Among the entries below, find the line with "pub fn authored_questions(&self, user: &User)", then quote it and each following line up to and including the line with "pub mod models;", and nothing else.

[Stored data]
<<<<

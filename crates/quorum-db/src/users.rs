use crate::Database;
use anyhow::Result;
use quorum_types::{Question, Reply, User};
use rusqlite::{Connection, OptionalExtension, Row};

impl Database {
    // -- Finders --

    pub fn get_user_by_id(&self, id: i64) -> Result<Option<User>> {
        self.with_conn(|conn| query_user_by_id(conn, id))
    }

    /// Exact match on both name fields. If several users share a name the
    /// first row in store-return order wins; no ordering is imposed.
    pub fn get_user_by_name(&self, fname: &str, lname: &str) -> Result<Option<User>> {
        self.with_conn(|conn| {
            let mut stmt =
                conn.prepare("SELECT id, fname, lname FROM users WHERE fname = ?1 AND lname = ?2")?;
            let row = stmt.query_row((fname, lname), user_from_row).optional()?;
            Ok(row)
        })
    }

    // -- Navigation --

    pub fn authored_questions(&self, user: &User) -> Result<Vec<Question>> {
        self.get_questions_by_author(user.id)
    }

    pub fn authored_replies(&self, user: &User) -> Result<Vec<Reply>> {
        self.get_replies_by_user(user.id)
    }

    pub fn liked_questions(&self, user: &User) -> Result<Vec<Question>> {
        self.liked_questions_for_user(user.id)
    }

    pub fn followed_questions(&self, user: &User) -> Result<Vec<Question>> {
        self.followed_questions_for_user(user.id)
    }
}

pub(crate) fn user_from_row(row: &Row) -> rusqlite::Result<User> {
    Ok(User {
        id: row.get(0)?,
        fname: row.get(1)?,
        lname: row.get(2)?,
    })
}

fn query_user_by_id(conn: &Connection, id: i64) -> Result<Option<User>> {
    let mut stmt = conn.prepare("SELECT id, fname, lname FROM users WHERE id = ?1")?;
    let row = stmt.query_row([id], user_from_row).optional()?;
    Ok(row)
}
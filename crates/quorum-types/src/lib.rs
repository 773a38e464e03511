pub mod models;

pub use models::{Question, QuestionFollow, QuestionLike, Reply, User};
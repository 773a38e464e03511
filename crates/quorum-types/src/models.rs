use serde::{Deserialize, Serialize};

/// Entity snapshots materialized from store rows by quorum-db.
/// Ids are SQLite-assigned rowids; fields never change after construction.

#[derive(Debug, Clone, PartialEq, Eq, Serialize, Deserialize)]
pub struct User {
    pub id: i64,
    pub fname: String,
    pub lname: String,
}

#[derive(Debug, Clone, PartialEq, Eq, Serialize, Deserialize)]
pub struct Question {
    pub id: i64,
    pub title: String,
    pub body: String,
    pub author_id: i64,
}

/// A reply belongs to one question and optionally nests under another reply
/// on the same question. `parent_reply_id = None` marks a top-level reply.
#[derive(Debug, Clone, PartialEq, Eq, Serialize, Deserialize)]
pub struct Reply {
    pub id: i64,
    pub question_id: i64,
    pub body: String,
    pub parent_reply_id: Option<i64>,
    pub author_id: i64,
}

#[derive(Debug, Clone, PartialEq, Eq, Serialize, Deserialize)]
pub struct QuestionLike {
    pub id: i64,
    pub user_id: i64,
    pub question_id: i64,
}

#[derive(Debug, Clone, PartialEq, Eq, Serialize, Deserialize)]
pub struct QuestionFollow {
    pub id: i64,
    pub user_id: i64,
    pub question_id: i64,
}
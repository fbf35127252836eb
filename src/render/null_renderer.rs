use crate::error::ChartResult;
use crate::render::{RenderFrame, Renderer};

/// No-op renderer used by tests and headless chart usage.
///
/// It still validates frame content so tests can catch invalid geometry
/// without a real backend.
#[derive(Debug, Default)]
pub struct NullRenderer {
    pub last_circle_count: usize,
    pub last_path_count: usize,
    pub last_line_count: usize,
    pub last_text_count: usize,
}

impl Renderer for NullRenderer {
    fn render(&mut self, frame: &RenderFrame) -> ChartResult<()> {
        frame.validate()?;
        self.last_circle_count = frame.circles.len();
        self.last_path_count = frame.paths.len();
        self.last_line_count = frame.lines.len();
        self.last_text_count = frame.texts.len();
        Ok(())
    }
}
use approx::assert_relative_eq;
use plotbind::core::{Dimensions, Margins, Viewport};
use plotbind::error::ChartError;

#[test]
fn fit_square_uses_smaller_viewport_side() {
    let dims = Dimensions::fit_square(Viewport::new(1200, 800), Margins::default(), 0.9)
        .expect("square fit");

    assert_relative_eq!(dims.width(), 720.0);
    assert_relative_eq!(dims.height(), 720.0);
}

#[test]
fn bounded_area_subtracts_opposing_margins() {
    let margins = Margins::new(10.0, 10.0, 50.0, 50.0);
    let dims = Dimensions::new(560.0, 560.0, margins).expect("dimensions");

    assert_relative_eq!(dims.bounded_width(), 500.0);
    assert_relative_eq!(dims.bounded_height(), 500.0);
    assert_relative_eq!(dims.bounds_origin().x, 50.0);
    assert_relative_eq!(dims.bounds_origin().y, 10.0);
}

#[test]
fn margins_exceeding_outer_box_are_rejected() {
    let margins = Margins::uniform(300.0);
    let result = Dimensions::new(560.0, 560.0, margins);

    assert!(matches!(result, Err(ChartError::InvalidMargins { .. })));
}

#[test]
fn zero_viewport_is_rejected() {
    let result = Dimensions::fit_square(Viewport::new(0, 800), Margins::default(), 0.9);
    assert!(matches!(result, Err(ChartError::InvalidViewport { .. })));
}

#[test]
fn negative_margin_is_rejected() {
    let margins = Margins::new(-1.0, 10.0, 10.0, 10.0);
    assert!(Dimensions::new(560.0, 560.0, margins).is_err());
}

#[test]
fn out_of_range_padding_ratio_is_rejected() {
    let viewport = Viewport::new(800, 800);
    assert!(Dimensions::fit_square(viewport, Margins::default(), 0.0).is_err());
    assert!(Dimensions::fit_square(viewport, Margins::default(), 1.5).is_err());
}
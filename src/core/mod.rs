mod color;
mod color_scale;
mod dimensions;
mod extent;
mod format;
mod record;
mod scale;
mod time_scale;
mod types;

pub use color::Color;
pub use color_scale::ColorScale;
pub use dimensions::{Dimensions, Margins};
pub use extent::extent;
pub use format::ValueFormat;
pub use record::{Field, WeatherRecord, date_to_days, days_to_date, parse_date};
pub use scale::LinearScale;
pub use time_scale::TimeScale;
pub use types::{Point, Viewport};
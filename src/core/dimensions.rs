use serde::{Deserialize, Serialize};

use crate::core::types::{Point, Viewport};
use crate::error::{ChartError, ChartResult};

/// Four non-negative insets around the bounded plot area.
#[derive(Debug, Clone, Copy, PartialEq, Serialize, Deserialize)]
pub struct Margins {
    pub top: f64,
    pub right: f64,
    pub bottom: f64,
    pub left: f64,
}

impl Default for Margins {
    fn default() -> Self {
        Self {
            top: 10.0,
            right: 10.0,
            bottom: 50.0,
            left: 50.0,
        }
    }
}

impl Margins {
    #[must_use]
    pub const fn new(top: f64, right: f64, bottom: f64, left: f64) -> Self {
        Self {
            top,
            right,
            bottom,
            left,
        }
    }

    #[must_use]
    pub const fn uniform(inset: f64) -> Self {
        Self::new(inset, inset, inset, inset)
    }

    #[must_use]
    pub fn horizontal(self) -> f64 {
        self.left + self.right
    }

    #[must_use]
    pub fn vertical(self) -> f64 {
        self.top + self.bottom
    }

    pub fn validate(self) -> ChartResult<()> {
        for (side, value) in [
            ("top", self.top),
            ("right", self.right),
            ("bottom", self.bottom),
            ("left", self.left),
        ] {
            if !value.is_finite() || value < 0.0 {
                return Err(ChartError::InvalidData(format!(
                    "margin `{side}` must be finite and >= 0"
                )));
            }
        }
        Ok(())
    }
}

/// Pixel geometry of one chart: outer box, margins and the derived bounded
/// plot area. Computed once per render and read-only afterward.
#[derive(Debug, Clone, Copy, PartialEq, Serialize, Deserialize)]
pub struct Dimensions {
    width: f64,
    height: f64,
    margins: Margins,
    bounded_width: f64,
    bounded_height: f64,
}

impl Dimensions {
    /// Builds geometry from an explicit outer box.
    ///
    /// Margins that meet or exceed the outer box are rejected rather than
    /// clamped so a bad configuration fails at construction time.
    pub fn new(width: f64, height: f64, margins: Margins) -> ChartResult<Self> {
        margins.validate()?;
        if !width.is_finite() || !height.is_finite() || width <= 0.0 || height <= 0.0 {
            return Err(ChartError::InvalidData(
                "outer dimensions must be finite and > 0".to_owned(),
            ));
        }

        let bounded_width = width - margins.horizontal();
        let bounded_height = height - margins.vertical();
        if bounded_width <= 0.0 || bounded_height <= 0.0 {
            return Err(ChartError::InvalidMargins {
                horizontal: margins.horizontal(),
                vertical: margins.vertical(),
                width,
                height,
            });
        }

        Ok(Self {
            width,
            height,
            margins,
            bounded_width,
            bounded_height,
        })
    }

    /// Builds a square chart sized to the smaller viewport side, scaled by
    /// `padding_ratio` to leave breathing room around the plot.
    pub fn fit_square(
        viewport: Viewport,
        margins: Margins,
        padding_ratio: f64,
    ) -> ChartResult<Self> {
        if !viewport.is_valid() {
            return Err(ChartError::InvalidViewport {
                width: viewport.width,
                height: viewport.height,
            });
        }
        if !padding_ratio.is_finite() || padding_ratio <= 0.0 || padding_ratio > 1.0 {
            return Err(ChartError::InvalidData(
                "padding ratio must be finite and in (0, 1]".to_owned(),
            ));
        }

        let side = f64::from(viewport.width.min(viewport.height)) * padding_ratio;
        Self::new(side, side, margins)
    }

    #[must_use]
    pub fn width(self) -> f64 {
        self.width
    }

    #[must_use]
    pub fn height(self) -> f64 {
        self.height
    }

    #[must_use]
    pub fn margins(self) -> Margins {
        self.margins
    }

    #[must_use]
    pub fn bounded_width(self) -> f64 {
        self.bounded_width
    }

    #[must_use]
    pub fn bounded_height(self) -> f64 {
        self.bounded_height
    }

    /// Top-left corner of the bounded plot area in outer coordinates.
    #[must_use]
    pub fn bounds_origin(self) -> Point {
        Point::new(self.margins.left, self.margins.top)
    }
}
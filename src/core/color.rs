use serde::{Deserialize, Serialize};

use crate::error::{ChartError, ChartResult};

/// RGBA color in normalized 0..=1 channel values.
#[derive(Debug, Clone, Copy, PartialEq, Serialize, Deserialize)]
pub struct Color {
    pub red: f64,
    pub green: f64,
    pub blue: f64,
    pub alpha: f64,
}

impl Color {
    #[must_use]
    pub const fn rgba(red: f64, green: f64, blue: f64, alpha: f64) -> Self {
        Self {
            red,
            green,
            blue,
            alpha,
        }
    }

    #[must_use]
    pub const fn rgb(red: f64, green: f64, blue: f64) -> Self {
        Self::rgba(red, green, blue, 1.0)
    }

    /// Parses `#rrggbb` or `#rrggbbaa` hex notation.
    pub fn from_hex(input: &str) -> ChartResult<Self> {
        let digits = input.strip_prefix('#').unwrap_or(input);
        if digits.len() != 6 && digits.len() != 8 {
            return Err(ChartError::InvalidData(format!(
                "hex color `{input}` must have 6 or 8 digits"
            )));
        }
        // Length is in bytes; non-ASCII input must fail before slicing.
        if !digits.is_ascii() {
            return Err(ChartError::InvalidData(format!(
                "hex color `{input}` contains non-hex digits"
            )));
        }

        let channel = |range: std::ops::Range<usize>| -> ChartResult<f64> {
            let value = u8::from_str_radix(&digits[range], 16).map_err(|_| {
                ChartError::InvalidData(format!("hex color `{input}` contains non-hex digits"))
            })?;
            Ok(f64::from(value) / 255.0)
        };

        let alpha = if digits.len() == 8 {
            channel(6..8)?
        } else {
            1.0
        };

        Ok(Self::rgba(channel(0..2)?, channel(2..4)?, channel(4..6)?, alpha))
    }

    pub fn validate(self) -> ChartResult<()> {
        for (channel, value) in [
            ("red", self.red),
            ("green", self.green),
            ("blue", self.blue),
            ("alpha", self.alpha),
        ] {
            if !value.is_finite() || !(0.0..=1.0).contains(&value) {
                return Err(ChartError::InvalidData(format!(
                    "color channel `{channel}` must be finite and in [0, 1]"
                )));
            }
        }
        Ok(())
    }

    /// Linear per-channel interpolation. `t` is clamped to [0, 1], and the
    /// weighted form reproduces the endpoint colors exactly at 0 and 1.
    #[must_use]
    pub fn lerp(self, other: Self, t: f64) -> Self {
        let t = t.clamp(0.0, 1.0);
        let mix = |a: f64, b: f64| a * (1.0 - t) + b * t;
        Self {
            red: mix(self.red, other.red),
            green: mix(self.green, other.green),
            blue: mix(self.blue, other.blue),
            alpha: mix(self.alpha, other.alpha),
        }
    }
}
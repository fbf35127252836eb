use plotbind::core::{Color, Point};
use plotbind::tessellation::{Cell, HalfPlaneTessellator, Tessellator};

fn tessellate(sites: &[Point]) -> Vec<Cell> {
    HalfPlaneTessellator
        .cells(sites, 500.0, 500.0)
        .expect("tessellation")
}

#[test]
fn two_sites_split_the_bounds_down_the_bisector() {
    let cells = tessellate(&[Point::new(100.0, 250.0), Point::new(400.0, 250.0)]);

    assert_eq!(cells.len(), 2);
    assert!(cells[0].contains(Point::new(50.0, 250.0)));
    assert!(!cells[0].contains(Point::new(450.0, 250.0)));
    assert!(cells[1].contains(Point::new(450.0, 250.0)));

    // The shared edge lies on x = 250.
    for cell in &cells {
        assert!(cell.vertices.iter().any(|v| (v.x - 250.0).abs() < 1e-9));
    }
}

#[test]
fn each_cell_contains_its_own_site() {
    let sites = [
        Point::new(50.0, 60.0),
        Point::new(400.0, 80.0),
        Point::new(250.0, 250.0),
        Point::new(120.0, 430.0),
        Point::new(480.0, 470.0),
    ];
    let cells = tessellate(&sites);

    assert_eq!(cells.len(), sites.len());
    for cell in &cells {
        assert!(cell.contains(sites[cell.site]));
    }
}

#[test]
fn cells_are_clipped_to_the_bounds() {
    let sites = [Point::new(10.0, 10.0), Point::new(490.0, 490.0)];
    for cell in tessellate(&sites) {
        for vertex in &cell.vertices {
            assert!(vertex.x >= -1e-9 && vertex.x <= 500.0 + 1e-9);
            assert!(vertex.y >= -1e-9 && vertex.y <= 500.0 + 1e-9);
        }
    }
}

#[test]
fn cells_follow_site_order() {
    let sites = [
        Point::new(400.0, 100.0),
        Point::new(100.0, 400.0),
        Point::new(250.0, 250.0),
    ];
    let cells = tessellate(&sites);
    let order: Vec<_> = cells.iter().map(|cell| cell.site).collect();
    assert_eq!(order, [0, 1, 2]);
}

#[test]
fn duplicate_sites_yield_a_degenerate_cell_for_the_later_one() {
    let sites = [
        Point::new(100.0, 100.0),
        Point::new(100.0, 100.0),
        Point::new(400.0, 400.0),
    ];
    let cells = tessellate(&sites);

    assert_eq!(cells.len(), 3);
    assert!(!cells[0].is_degenerate());
    assert!(cells[1].is_degenerate());
    assert!(cells[0].contains(Point::new(100.0, 100.0)));
}

#[test]
fn single_site_owns_the_whole_bounds() {
    let cells = tessellate(&[Point::new(250.0, 250.0)]);

    assert_eq!(cells.len(), 1);
    assert_eq!(cells[0].vertices.len(), 4);
    assert!(cells[0].contains(Point::new(1.0, 499.0)));
}

#[test]
fn degenerate_cell_produces_no_path() {
    let sites = [Point::new(100.0, 100.0), Point::new(100.0, 100.0)];
    let cells = tessellate(&sites);

    assert!(cells[1].to_path(1.0, Color::rgb(0.5, 0.5, 0.5)).is_none());
    let path = cells[0]
        .to_path(1.0, Color::rgb(0.5, 0.5, 0.5))
        .expect("path");
    assert!(path.closed);
}

#[test]
fn invalid_bounds_are_rejected() {
    let sites = [Point::new(1.0, 1.0)];
    assert!(HalfPlaneTessellator.cells(&sites, 0.0, 500.0).is_err());
    assert!(HalfPlaneTessellator.cells(&sites, 500.0, f64::NAN).is_err());
}

#[test]
fn non_finite_sites_are_rejected() {
    let sites = [Point::new(f64::NAN, 1.0)];
    assert!(HalfPlaneTessellator.cells(&sites, 500.0, 500.0).is_err());
}
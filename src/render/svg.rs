use std::fmt::Write as _;

use crate::core::Color;
use crate::error::{ChartError, ChartResult};
use crate::render::{RenderFrame, Renderer, TextHAlign};

/// Renderer that serializes a frame into a standalone SVG document.
///
/// Draw order follows the frame walk: paths first (hover overlays sit behind
/// marks), then lines, circles and texts.
#[derive(Debug, Default)]
pub struct SvgRenderer {
    document: String,
}

impl SvgRenderer {
    #[must_use]
    pub fn new() -> Self {
        Self::default()
    }

    /// SVG document produced by the most recent `render` call.
    #[must_use]
    pub fn document(&self) -> &str {
        &self.document
    }

    /// One-shot helper: validates and serializes a frame.
    pub fn render_to_string(frame: &RenderFrame) -> ChartResult<String> {
        let mut renderer = Self::new();
        renderer.render(frame)?;
        Ok(renderer.document)
    }
}

impl Renderer for SvgRenderer {
    fn render(&mut self, frame: &RenderFrame) -> ChartResult<()> {
        frame.validate()?;

        let mut out = String::new();
        let emit = |out: &mut String, fragment: std::fmt::Arguments<'_>| -> ChartResult<()> {
            out.write_fmt(fragment)
                .map_err(|e| ChartError::InvalidData(format!("failed to write svg: {e}")))
        };

        emit(
            &mut out,
            format_args!(
                "<svg xmlns=\"http://www.w3.org/2000/svg\" width=\"{}\" height=\"{}\" viewBox=\"0 0 {} {}\">\n",
                frame.viewport.width, frame.viewport.height, frame.viewport.width, frame.viewport.height
            ),
        )?;

        for path in &frame.paths {
            let mut data = String::new();
            for (index, point) in path.points.iter().enumerate() {
                let command = if index == 0 { 'M' } else { 'L' };
                emit(
                    &mut data,
                    format_args!("{command}{:.2},{:.2} ", point.x, point.y),
                )?;
            }
            if path.closed {
                data.push('Z');
            }

            let fill = match path.fill {
                Some(color) => css_color(color),
                None => "none".to_owned(),
            };
            match path.stroke {
                Some(stroke) => emit(
                    &mut out,
                    format_args!(
                        "  <path d=\"{}\" fill=\"{fill}\" stroke=\"{}\" stroke-width=\"{:.2}\"/>\n",
                        data.trim_end(),
                        css_color(stroke),
                        path.stroke_width
                    ),
                )?,
                None => emit(
                    &mut out,
                    format_args!(
                        "  <path d=\"{}\" fill=\"{fill}\" stroke=\"none\"/>\n",
                        data.trim_end()
                    ),
                )?,
            }
        }

        for line in &frame.lines {
            emit(
                &mut out,
                format_args!(
                    "  <line x1=\"{:.2}\" y1=\"{:.2}\" x2=\"{:.2}\" y2=\"{:.2}\" stroke=\"{}\" stroke-width=\"{:.2}\"/>\n",
                    line.x1,
                    line.y1,
                    line.x2,
                    line.y2,
                    css_color(line.color),
                    line.stroke_width
                ),
            )?;
        }

        for circle in &frame.circles {
            emit(
                &mut out,
                format_args!(
                    "  <circle cx=\"{:.2}\" cy=\"{:.2}\" r=\"{:.2}\" fill=\"{}\"/>\n",
                    circle.cx,
                    circle.cy,
                    circle.radius,
                    css_color(circle.fill)
                ),
            )?;
        }

        for text in &frame.texts {
            let anchor = match text.h_align {
                TextHAlign::Left => "start",
                TextHAlign::Center => "middle",
                TextHAlign::Right => "end",
            };
            emit(
                &mut out,
                format_args!(
                    "  <text x=\"{:.2}\" y=\"{:.2}\" font-size=\"{:.1}\" fill=\"{}\" text-anchor=\"{anchor}\">{}</text>\n",
                    text.x,
                    text.y,
                    text.font_size_px,
                    css_color(text.color),
                    escape_text(&text.text)
                ),
            )?;
        }

        out.push_str("</svg>\n");
        self.document = out;
        Ok(())
    }
}

fn css_color(color: Color) -> String {
    let to_byte = |channel: f64| (channel.clamp(0.0, 1.0) * 255.0).round() as u8;
    format!(
        "rgba({},{},{},{:.3})",
        to_byte(color.red),
        to_byte(color.green),
        to_byte(color.blue),
        color.alpha.clamp(0.0, 1.0)
    )
}

fn escape_text(text: &str) -> String {
    text.replace('&', "&amp;")
        .replace('<', "&lt;")
        .replace('>', "&gt;")
}
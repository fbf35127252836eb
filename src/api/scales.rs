use crate::api::ChartConfig;
use crate::core::{ColorScale, Dimensions, LinearScale, WeatherRecord, extent};
use crate::error::ChartResult;

/// Position and color scales for the configured channels of one chart.
///
/// The x range spans the bounded width; the y range is inverted
/// (`bounded_height` down to zero) so larger values render higher. Position
/// domains are niced to the configured tick count; the color domain maps the
/// raw extent.
#[derive(Debug, Clone, Copy, PartialEq)]
pub struct ChannelScales {
    pub x: LinearScale,
    pub y: LinearScale,
    pub color: ColorScale,
}

impl ChannelScales {
    pub fn build(
        records: &[WeatherRecord],
        dimensions: Dimensions,
        config: &ChartConfig,
    ) -> ChartResult<Self> {
        let x = LinearScale::new(
            pad_flat(extent(records, config.x_field)?),
            (0.0, dimensions.bounded_width()),
        )?
        .nice(config.tick_count);

        let y = LinearScale::new(
            pad_flat(extent(records, config.y_field)?),
            (dimensions.bounded_height(), 0.0),
        )?
        .nice(config.tick_count);

        let color = ColorScale::new(
            pad_flat(extent(records, config.color_field)?),
            config.gradient_start,
            config.gradient_end,
        )?;

        Ok(Self { x, y, color })
    }
}

/// A flat extent widens by half a unit each way so scale construction has a
/// usable domain even when every record carries the same value.
pub(crate) fn pad_flat((min, max): (f64, f64)) -> (f64, f64) {
    if min == max {
        (min - 0.5, max + 0.5)
    } else {
        (min, max)
    }
}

>>>>

- Answer area
    pub fn authored_questions(&self, user: &User) -> Result<Vec<Question>> {
        self.get_questions_by_author(user.id)
    }

    pub fn authored_replies(&self, user: &User) -> Result<Vec<Reply>> {
        self.get_replies_by_user(user.id)
    }

    pub fn liked_questions(&self, user: &User) -> Result<Vec<Question>> {
        self.liked_questions_for_user(user.id)
    }

    pub fn followed_questions(&self, user: &User) -> Result<Vec<Question>> {
        self.followed_questions_for_user(user.id)
    }
}

pub(crate) fn user_from_row(row: &Row) -> rusqlite::Result<User> {
    Ok(User {
        id: row.get(0)?,
        fname: row.get(1)?,
        lname: row.get(2)?,
    })
}

fn query_user_by_id(conn: &Connection, id: i64) -> Result<Option<User>> {
    let mut stmt = conn.prepare("SELECT id, fname, lname FROM users WHERE id = ?1")?;
    let row = stmt.query_row([id], user_from_row).optional()?;
    Ok(row)
}
filename crates/quorum-types/src/lib.rs
repository 773a38e464e03511
pub mod models;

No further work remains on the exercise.